(EXCERPTED DATA Opens)
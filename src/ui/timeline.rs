//! Timeline view rendering

use ratatui::{
    layout::{Constraint, Direction, Layout, Rect},
    prelude::*,
    text::{Line, Span},
    widgets::{Block, Borders, List, ListItem, Paragraph, Wrap},
};

use crate::components::StatefulList;
use crate::gallery::{Artwork, TimelineFilter, TimelineItem};
use crate::theme::{symbols, Theme};

/// Render the filter bar, the timeline list and a detail pane for the
/// selection
pub fn render_timeline_view(
    frame: &mut Frame,
    theme: &Theme,
    area: Rect,
    timeline: &mut StatefulList<TimelineItem>,
    filter: &TimelineFilter,
    search_input: Option<&str>,
) {
    let rows = Layout::default()
        .direction(Direction::Vertical)
        .constraints([Constraint::Length(3), Constraint::Min(5)])
        .split(area);

    render_filter_bar(frame, theme, rows[0], filter, search_input);

    let chunks = Layout::default()
        .direction(Direction::Horizontal)
        .constraints([Constraint::Percentage(55), Constraint::Percentage(45)])
        .split(rows[1]);

    render_timeline_list(frame, theme, chunks[0], timeline, filter.is_active());
    render_artwork_details(frame, theme, chunks[1], timeline.selected());
}

fn render_filter_bar(
    frame: &mut Frame,
    theme: &Theme,
    area: Rect,
    filter: &TimelineFilter,
    search_input: Option<&str>,
) {
    let block = Block::default()
        .borders(Borders::ALL)
        .border_style(if search_input.is_some() {
            theme.border_focused()
        } else {
            theme.border()
        })
        .title(" Filter ")
        .title_style(theme.subtitle());

    frame.render_widget(
        Paragraph::new(filter_line(theme, filter, search_input)).block(block),
        area,
    );
}

fn filter_line<'a>(theme: &Theme, filter: &'a TimelineFilter, search_input: Option<&'a str>) -> Line<'a> {
    let value = |v: Option<String>| match v {
        Some(v) => Span::styled(v, theme.highlight()),
        None => Span::styled("all", theme.text_muted()),
    };

    let search = match search_input {
        Some(text) => Span::styled(format!("{}_", text), theme.accent()),
        None if filter.search.is_empty() => Span::styled("none", theme.text_muted()),
        None => Span::styled(format!("\"{}\"", filter.search), theme.highlight()),
    };

    Line::from(vec![
        Span::styled(" Medium: ", theme.text_secondary()),
        value(filter.medium.clone()),
        Span::styled("  Year: ", theme.text_secondary()),
        value(filter.year.map(|y| y.to_string())),
        Span::styled("  Search: ", theme.text_secondary()),
        search,
    ])
}

fn render_timeline_list(
    frame: &mut Frame,
    theme: &Theme,
    area: Rect,
    timeline: &mut StatefulList<TimelineItem>,
    filtered: bool,
) {
    let block = Block::default()
        .borders(Borders::ALL)
        .border_style(if timeline.is_empty() {
            theme.border()
        } else {
            theme.border_focused()
        })
        .title(" Timeline ")
        .title_style(theme.title());

    if timeline.is_empty() {
        let message = if filtered {
            "No artworks match the filter. Press c to clear it."
        } else {
            "Nothing to show yet. Press r to reload."
        };
        let empty = Paragraph::new(message)
            .style(theme.text_muted())
            .alignment(Alignment::Center)
            .block(block);
        frame.render_widget(empty, area);
        return;
    }

    // Owned lines so the list state can be borrowed mutably below
    let lines: Vec<Line<'static>> = timeline
        .items()
        .iter()
        .map(|item| timeline_line(theme, item))
        .collect();
    let items: Vec<ListItem> = lines.into_iter().map(ListItem::new).collect();

    let list = List::new(items)
        .block(block)
        .highlight_style(theme.selected())
        .highlight_symbol(" ");

    frame.render_stateful_widget(list, area, &mut timeline.state);
}

fn timeline_line(theme: &Theme, item: &TimelineItem) -> Line<'static> {
    match item {
        TimelineItem::YearMarker(year) => Line::from(vec![
            Span::styled(format!("{} ", symbols::DIAMOND), theme.year_marker()),
            Span::styled(year.to_string(), theme.year_marker()),
        ]),
        TimelineItem::Artwork(artwork) => {
            let (mark, mark_style) = if artwork.has_image() {
                (symbols::IMAGE, theme.primary())
            } else {
                (symbols::NO_IMAGE, theme.text_muted())
            };
            Line::from(vec![
                Span::raw("  "),
                Span::styled(format!("{} ", mark), mark_style),
                Span::styled(artwork.title.clone(), theme.text()),
                Span::styled(
                    format!("  {}", artwork.category),
                    theme.category(artwork.category),
                ),
                Span::styled(format!("  {}", artwork.date_formatted()), theme.text_muted()),
            ])
        }
    }
}

fn render_artwork_details(frame: &mut Frame, theme: &Theme, area: Rect, selected: Option<&TimelineItem>) {
    let block = Block::default()
        .borders(Borders::ALL)
        .border_style(theme.border())
        .title(" Details ")
        .title_style(theme.subtitle());

    let inner = block.inner(area);
    frame.render_widget(block, area);

    let lines = match selected {
        Some(TimelineItem::Artwork(artwork)) => artwork_lines(theme, artwork),
        Some(TimelineItem::YearMarker(year)) => vec![Line::from(Span::styled(
            format!("Works from {}", year),
            theme.year_marker(),
        ))],
        None => vec![Line::from(Span::styled(
            "Select an entry to view details",
            theme.text_muted(),
        ))],
    };

    frame.render_widget(Paragraph::new(lines).wrap(Wrap { trim: true }), inner);
}

fn artwork_lines<'a>(theme: &Theme, artwork: &'a Artwork) -> Vec<Line<'a>> {
    let mut lines = vec![
        Line::from(Span::styled(artwork.title.as_str(), theme.title())),
        Line::from(""),
        Line::from(vec![
            Span::styled("Date:     ", theme.text_secondary()),
            Span::styled(artwork.date_formatted(), theme.text()),
        ]),
        Line::from(vec![
            Span::styled("Category: ", theme.text_secondary()),
            Span::styled(artwork.category.label(), theme.category(artwork.category)),
        ]),
    ];

    if let Some(medium) = artwork.medium.as_deref() {
        lines.push(Line::from(vec![
            Span::styled("Medium:   ", theme.text_secondary()),
            Span::styled(medium, theme.text()),
        ]));
    }

    lines.push(Line::from(vec![
        Span::styled("Image:    ", theme.text_secondary()),
        match artwork.image_ref() {
            Some(image) => Span::styled(image, theme.info()),
            None => Span::styled("none", theme.text_muted()),
        },
    ]));

    if !artwork.tags.is_empty() {
        lines.push(Line::from(vec![
            Span::styled("Tags:     ", theme.text_secondary()),
            Span::styled(artwork.tags.join(", "), theme.highlight()),
        ]));
    }

    if !artwork.description.is_empty() {
        lines.push(Line::from(""));
        lines.push(Line::from(Span::styled(
            artwork.description.as_str(),
            theme.text(),
        )));
    }

    lines
}

#[cfg(test)]
mod tests {
    use super::*;

    fn text(line: &Line) -> String {
        line.spans.iter().map(|span| span.content.as_ref()).collect()
    }

    #[test]
    fn filter_line_shows_each_field() {
        let theme = Theme::new();
        let filter = TimelineFilter::default();
        assert_eq!(
            text(&filter_line(&theme, &filter, None)),
            " Medium: all  Year: all  Search: none"
        );

        let filter = TimelineFilter {
            medium: Some("drawings".to_string()),
            year: Some(2021),
            search: "line".to_string(),
        };
        assert_eq!(
            text(&filter_line(&theme, &filter, None)),
            " Medium: drawings  Year: 2021  Search: \"line\""
        );
        assert_eq!(
            text(&filter_line(&theme, &filter, Some("lin"))),
            " Medium: drawings  Year: 2021  Search: lin_"
        );
    }
}
//! Configuration management
//!
//! Handles the persisted user configuration: the page spinner timing, the
//! gallery export to show, and how failed image loads are counted.
//! Environment variables override the file for quick experiments.

use serde::{Deserialize, Serialize};
use std::fs;
use std::path::{Path, PathBuf};

use crate::spinner::SpinnerConfig;

/// Environment variable naming the gallery export
pub const ENV_GALLERY: &str = "ARTWALL_GALLERY";
pub const ENV_MIN_MS: &str = "ARTWALL_MIN_MS";
pub const ENV_MAX_MS: &str = "ARTWALL_MAX_MS";
pub const ENV_IMAGE_THRESHOLD: &str = "ARTWALL_IMAGE_THRESHOLD";
pub const ENV_FADE_MS: &str = "ARTWALL_FADE_MS";

/// User configuration
#[derive(Debug, Clone, Default, PartialEq, Serialize, Deserialize)]
#[serde(rename_all = "camelCase")]
pub struct Config {
    /// Page spinner timing
    #[serde(default)]
    pub spinner: SpinnerConfig,

    /// Gallery export to load; the bundled demo is used when unset
    #[serde(default)]
    pub gallery_path: Option<PathBuf>,

    /// Treat a failed image load as loaded for spinner progress
    #[serde(default)]
    pub count_failed_loads: bool,
}

impl Config {
    /// Get the config file path
    pub fn config_path() -> PathBuf {
        directories::BaseDirs::new()
            .map(|dirs| {
                let config_dir = dirs.config_dir().join("artwall");
                fs::create_dir_all(&config_dir).ok();
                config_dir.join("config.json")
            })
            .unwrap_or_else(|| std::env::temp_dir().join("artwall-config.json"))
    }

    /// Load configuration from the default location, then apply the
    /// environment overrides
    pub fn load() -> Self {
        let path = Self::config_path();
        let mut config = Self::load_from(&path);

        // Write a template on first run so the knobs are discoverable
        if !path.exists() {
            config.save_to(&path);
        }

        config.apply_overrides(|key| std::env::var(key).ok());
        config
    }

    /// Load configuration from a specific file, falling back to defaults
    pub fn load_from(path: &Path) -> Self {
        if path.exists() {
            match fs::read_to_string(path) {
                Ok(contents) => match serde_json::from_str(&contents) {
                    Ok(config) => return config,
                    Err(e) => {
                        log::warn!("Failed to parse config {}: {}", path.display(), e);
                    }
                },
                Err(e) => {
                    log::warn!("Failed to read config {}: {}", path.display(), e);
                }
            }
        }

        Self::default()
    }

    /// Save configuration to a specific file
    pub fn save_to(&self, path: &Path) {
        match serde_json::to_string_pretty(self) {
            Ok(contents) => {
                if let Err(e) = fs::write(path, contents) {
                    log::warn!("Failed to save config: {}", e);
                }
            }
            Err(e) => {
                log::warn!("Failed to serialize config: {}", e);
            }
        }
    }

    /// Apply overrides looked up through `lookup` (the process environment
    /// in production)
    pub fn apply_overrides<F>(&mut self, lookup: F)
    where
        F: Fn(&str) -> Option<String>,
    {
        if let Some(path) = lookup(ENV_GALLERY).filter(|p| !p.trim().is_empty()) {
            self.gallery_path = Some(PathBuf::from(path));
        }

        let signed = |key: &str| -> Option<i64> {
            let raw = lookup(key)?;
            match raw.trim().parse::<i64>() {
                Ok(value) => Some(value),
                Err(e) => {
                    log::warn!("Ignoring {}={:?}: {}", key, raw, e);
                    None
                }
            }
        };

        if let Some(ms) = signed(ENV_MIN_MS) {
            self.spinner = self.spinner.with_min_ms(ms);
        }
        if let Some(ms) = signed(ENV_MAX_MS) {
            self.spinner = self.spinner.with_max_ms(ms);
        }
        if let Some(threshold) = signed(ENV_IMAGE_THRESHOLD) {
            self.spinner = self.spinner.with_image_threshold(threshold);
        }
        if let Some(ms) = signed(ENV_FADE_MS) {
            self.spinner = self.spinner.with_fade_ms(ms);
        }
    }
}
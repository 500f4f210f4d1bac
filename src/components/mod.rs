//! Reusable UI components

mod list;
mod spinner;

pub use list::StatefulList;
pub use spinner::Spinner;
//! Overlay state machine
//!
//! `SpinnerState` owns the visible -> fading -> hidden lifecycle. It has no
//! timers of its own: every operation takes the current instant, and
//! `next_deadline` tells the driver when the next time-based transition
//! could happen.

use std::collections::HashSet;
use std::fmt;
use std::time::Duration;
use tokio::time::Instant;

use super::config::SpinnerConfig;

/// An input record as seen by the overlay
#[derive(Debug, Clone, PartialEq, Eq)]
pub struct ItemDescriptor {
    pub id: String,
    pub has_image: bool,
}

impl ItemDescriptor {
    pub fn new(id: impl Into<String>, has_image: bool) -> Self {
        Self {
            id: id.into(),
            has_image,
        }
    }

}

/// Overlay lifecycle phase
#[derive(Debug, Clone, Copy, PartialEq, Eq, Default)]
pub enum Phase {
    #[default]
    Visible,
    Fading,
    Hidden,
}

impl Phase {
    /// The `data-fading` flag: set as soon as the fade starts and kept after
    pub fn data_fading(self) -> bool {
        !matches!(self, Phase::Visible)
    }

    /// Whether the overlay is still part of the render tree
    pub fn is_rendered(self) -> bool {
        !matches!(self, Phase::Hidden)
    }
}

impl fmt::Display for Phase {
    fn fmt(&self, f: &mut fmt::Formatter<'_>) -> fmt::Result {
        let name = match self {
            Phase::Visible => "visible",
            Phase::Fading => "fading",
            Phase::Hidden => "hidden",
        };
        f.write_str(name)
    }
}

/// Published view of the state, cheap to copy
#[derive(Debug, Clone, Copy, PartialEq, Eq, Default)]
pub struct SpinnerSnapshot {
    pub phase: Phase,
    pub loaded_count: usize,
    pub effective_threshold: usize,
    pub image_count: usize,
}

impl SpinnerSnapshot {
    pub fn data_fading(&self) -> bool {
        self.phase.data_fading()
    }
}

/// Run state for one page mount
#[derive(Debug)]
pub struct SpinnerState {
    config: SpinnerConfig,
    /// Ids of the image-bearing items
    image_ids: HashSet<String>,
    /// Ids that have already reported loaded
    seen: HashSet<String>,
    effective_threshold: usize,
    phase: Phase,
    started_at: Instant,
    fade_started_at: Option<Instant>,
}

impl SpinnerState {
    /// Start a run at `now` for the given items
    pub fn new(items: &[ItemDescriptor], config: SpinnerConfig, now: Instant) -> Self {
        let image_ids: HashSet<String> = items
            .iter()
            .filter(|item| item.has_image)
            .map(|item| item.id.clone())
            .collect();
        let effective_threshold = config.image_threshold.min(image_ids.len());

        Self {
            config,
            image_ids,
            seen: HashSet::new(),
            effective_threshold,
            phase: Phase::Visible,
            started_at: now,
            fade_started_at: None,
        }
    }

    #[cfg(test)]
    pub fn phase(&self) -> Phase {
        self.phase
    }

    pub fn loaded_count(&self) -> usize {
        self.seen.len()
    }

    pub fn effective_threshold(&self) -> usize {
        self.effective_threshold
    }

    pub fn image_count(&self) -> usize {
        self.image_ids.len()
    }

    pub fn elapsed(&self, now: Instant) -> Duration {
        now.saturating_duration_since(self.started_at)
    }

    pub fn threshold_met(&self) -> bool {
        self.loaded_count() >= self.effective_threshold
    }

    pub fn snapshot(&self) -> SpinnerSnapshot {
        SpinnerSnapshot {
            phase: self.phase,
            loaded_count: self.loaded_count(),
            effective_threshold: self.effective_threshold,
            image_count: self.image_ids.len(),
        }
    }

    /// Record a load signal for `id` and re-evaluate the fade condition.
    ///
    /// Repeated signals for the same id, and signals for ids that carry no
    /// image, leave the count untouched. Returns the phase entered, if any.
    pub fn report_image_loaded(&mut self, id: &str, now: Instant) -> Option<Phase> {
        if !self.image_ids.contains(id) {
            log::debug!("Ignoring load signal for unknown image item {}", id);
            return None;
        }
        if self.seen.insert(id.to_string()) {
            log::trace!(
                "Image {} loaded ({}/{})",
                id,
                self.loaded_count(),
                self.effective_threshold
            );
        }
        self.try_begin_fade(now)
    }

    /// Timer-driven evaluation. Starts the fade when eligible and completes
    /// it once the fade duration has passed.
    pub fn tick(&mut self, now: Instant) -> Option<Phase> {
        match self.phase {
            Phase::Visible => self.try_begin_fade(now),
            Phase::Fading => self.try_finish_fade(now),
            Phase::Hidden => None,
        }
    }

    /// `elapsed >= min && (loaded >= threshold || elapsed >= max)`
    pub fn fade_eligible(&self, now: Instant) -> bool {
        let elapsed = self.elapsed(now);
        elapsed >= self.config.min_display()
            && (self.threshold_met() || elapsed >= self.config.max_wait())
    }

    /// The instant at which the next time-based transition becomes possible,
    /// or `None` once hidden.
    pub fn next_deadline(&self) -> Option<Instant> {
        match self.phase {
            Phase::Visible => {
                let wait = if self.threshold_met() {
                    self.config.min_display()
                } else {
                    self.config.min_display().max(self.config.max_wait())
                };
                Some(self.started_at + wait)
            }
            Phase::Fading => self.fade_started_at.map(|t| t + self.config.fade()),
            Phase::Hidden => None,
        }
    }

    fn try_begin_fade(&mut self, now: Instant) -> Option<Phase> {
        if self.phase != Phase::Visible || !self.fade_eligible(now) {
            return None;
        }
        self.phase = Phase::Fading;
        self.fade_started_at = Some(now);
        log::debug!(
            "Page spinner visible -> fading after {:?} ({}/{} images)",
            self.elapsed(now),
            self.loaded_count(),
            self.effective_threshold
        );
        Some(Phase::Fading)
    }

    fn try_finish_fade(&mut self, now: Instant) -> Option<Phase> {
        let fade_start = self.fade_started_at?;
        if now.saturating_duration_since(fade_start) < self.config.fade() {
            return None;
        }
        self.phase = Phase::Hidden;
        log::debug!("Page spinner fading -> hidden");
        Some(Phase::Hidden)
    }
}

#[cfg(test)]
mod tests {
    use super::*;

    fn ms(n: u64) -> Duration {
        Duration::from_millis(n)
    }

    fn images(ids: &[&str]) -> Vec<ItemDescriptor> {
        ids.iter().map(|id| ItemDescriptor::new(*id, true)).collect()
    }

    #[test]
    fn starts_visible_with_nothing_loaded() {
        let t0 = Instant::now();
        let state = SpinnerState::new(&images(&["a", "b"]), SpinnerConfig::default(), t0);
        assert_eq!(state.phase(), Phase::Visible);
        assert_eq!(state.loaded_count(), 0);
        assert_eq!(state.effective_threshold(), 2);
        assert!(!state.snapshot().data_fading());
    }

    #[test]
    fn threshold_met_before_timeout() {
        let t0 = Instant::now();
        let config = SpinnerConfig::from_signed(10, 5000, 2, 400);
        let mut state = SpinnerState::new(&images(&["a", "b"]), config, t0);

        assert_eq!(state.tick(t0 + ms(10)), None);
        assert_eq!(state.report_image_loaded("a", t0 + ms(20)), None);
        assert_eq!(
            state.report_image_loaded("b", t0 + ms(30)),
            Some(Phase::Fading)
        );
        assert_eq!(state.phase(), Phase::Fading);
    }

    #[test]
    fn loads_before_min_floor_fade_when_floor_passes() {
        let t0 = Instant::now();
        let config = SpinnerConfig::from_signed(100, 5000, 2, 400);
        let mut state = SpinnerState::new(&images(&["a", "b"]), config, t0);

        state.report_image_loaded("a", t0 + ms(5));
        state.report_image_loaded("b", t0 + ms(6));
        assert_eq!(state.phase(), Phase::Visible);
        assert_eq!(state.next_deadline(), Some(t0 + ms(100)));

        assert_eq!(state.tick(t0 + ms(99)), None);
        assert_eq!(state.tick(t0 + ms(100)), Some(Phase::Fading));
    }

    #[test]
    fn timeout_dominates_when_images_never_complete() {
        let t0 = Instant::now();
        let config = SpinnerConfig::from_signed(10, 50, 5, 400);
        let mut state = SpinnerState::new(&images(&["a", "b", "c", "d"]), config, t0);

        assert_eq!(state.next_deadline(), Some(t0 + ms(50)));
        assert_eq!(state.tick(t0 + ms(49)), None);
        assert_eq!(state.tick(t0 + ms(60)), Some(Phase::Fading));
    }

    #[test]
    fn minimum_floor_dominates_short_max() {
        let t0 = Instant::now();
        let config = SpinnerConfig::from_signed(500, 100, 0, 400);
        let mut state = SpinnerState::new(&[], config, t0);

        assert_eq!(state.tick(t0 + ms(100)), None);
        assert_eq!(state.phase(), Phase::Visible);
        assert_eq!(state.tick(t0 + ms(499)), None);
        assert_eq!(state.tick(t0 + ms(501)), Some(Phase::Fading));
    }

    #[test]
    fn max_below_min_deadline_is_min() {
        let t0 = Instant::now();
        let config = SpinnerConfig::from_signed(500, 100, 3, 0);
        let state = SpinnerState::new(&images(&["a", "b", "c"]), config, t0);
        assert_eq!(state.next_deadline(), Some(t0 + ms(500)));
    }

    #[test]
    fn no_image_items_fade_at_min_floor() {
        let t0 = Instant::now();
        let items = vec![
            ItemDescriptor::new("poem", false),
            ItemDescriptor::new("song", false),
        ];
        let mut state = SpinnerState::new(&items, SpinnerConfig::default(), t0);

        assert_eq!(state.effective_threshold(), 0);
        assert!(state.threshold_met());
        assert_eq!(state.tick(t0 + ms(799)), None);
        assert_eq!(state.tick(t0 + ms(800)), Some(Phase::Fading));
    }

    #[test]
    fn duplicate_signals_count_once() {
        let t0 = Instant::now();
        let mut state = SpinnerState::new(&images(&["a", "b"]), SpinnerConfig::default(), t0);

        for _ in 0..3 {
            state.report_image_loaded("a", t0);
        }
        assert_eq!(state.loaded_count(), 1);
    }

    #[test]
    fn signals_for_items_without_images_are_ignored() {
        let t0 = Instant::now();
        let items = vec![
            ItemDescriptor::new("a", true),
            ItemDescriptor::new("poem", false),
        ];
        let mut state = SpinnerState::new(&items, SpinnerConfig::default(), t0);

        state.report_image_loaded("poem", t0);
        state.report_image_loaded("never-listed", t0);
        assert_eq!(state.loaded_count(), 0);
    }

    #[test]
    fn effective_threshold_clamps_to_available_images() {
        let t0 = Instant::now();
        let config = SpinnerConfig::from_signed(10, 5000, 5, 400);
        let mut state = SpinnerState::new(&images(&["a", "b"]), config, t0);

        assert_eq!(state.effective_threshold(), 2);
        state.report_image_loaded("a", t0 + ms(20));
        assert_eq!(state.phase(), Phase::Visible);
        state.report_image_loaded("b", t0 + ms(21));
        assert_eq!(state.phase(), Phase::Fading);
    }

    #[test]
    fn fade_duration_is_honored() {
        let t0 = Instant::now();
        let config = SpinnerConfig::from_signed(0, 5000, 0, 400);
        let mut state = SpinnerState::new(&[], config, t0);

        assert_eq!(state.tick(t0 + ms(10)), Some(Phase::Fading));
        assert_eq!(state.next_deadline(), Some(t0 + ms(410)));
        assert_eq!(state.tick(t0 + ms(409)), None);
        assert_eq!(state.phase(), Phase::Fading);
        assert_eq!(state.tick(t0 + ms(410)), Some(Phase::Hidden));
        assert_eq!(state.next_deadline(), None);
    }

    #[test]
    fn phase_never_moves_backwards() {
        let t0 = Instant::now();
        let config = SpinnerConfig::from_signed(0, 0, 1, 0);
        let mut state = SpinnerState::new(&images(&["a"]), config, t0);

        state.tick(t0);
        assert_eq!(state.phase(), Phase::Fading);
        assert_eq!(state.report_image_loaded("a", t0), None);
        assert_eq!(state.phase(), Phase::Fading);
        assert_eq!(state.loaded_count(), 1);

        state.tick(t0);
        assert_eq!(state.phase(), Phase::Hidden);
        for step in 0..5 {
            assert_eq!(state.tick(t0 + ms(step * 100)), None);
            assert_eq!(state.report_image_loaded("a", t0 + ms(step)), None);
            assert_eq!(state.phase(), Phase::Hidden);
        }
        assert!(state.snapshot().data_fading());
        assert!(!state.phase().is_rendered());
    }

    #[test]
    fn phase_display_names() {
        assert_eq!(Phase::Visible.to_string(), "visible");
        assert_eq!(Phase::Fading.to_string(), "fading");
        assert_eq!(Phase::Hidden.to_string(), "hidden");
    }
}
(EXCERPTED DATA Closes)
Pull out every line in the data above that has the word "contents".

[SOLUTION TO THIS TASK]
                Ok(contents) => match serde_json::from_str(&contents) {
            Ok(contents) => {
                if let Err(e) = fs::write(path, contents) {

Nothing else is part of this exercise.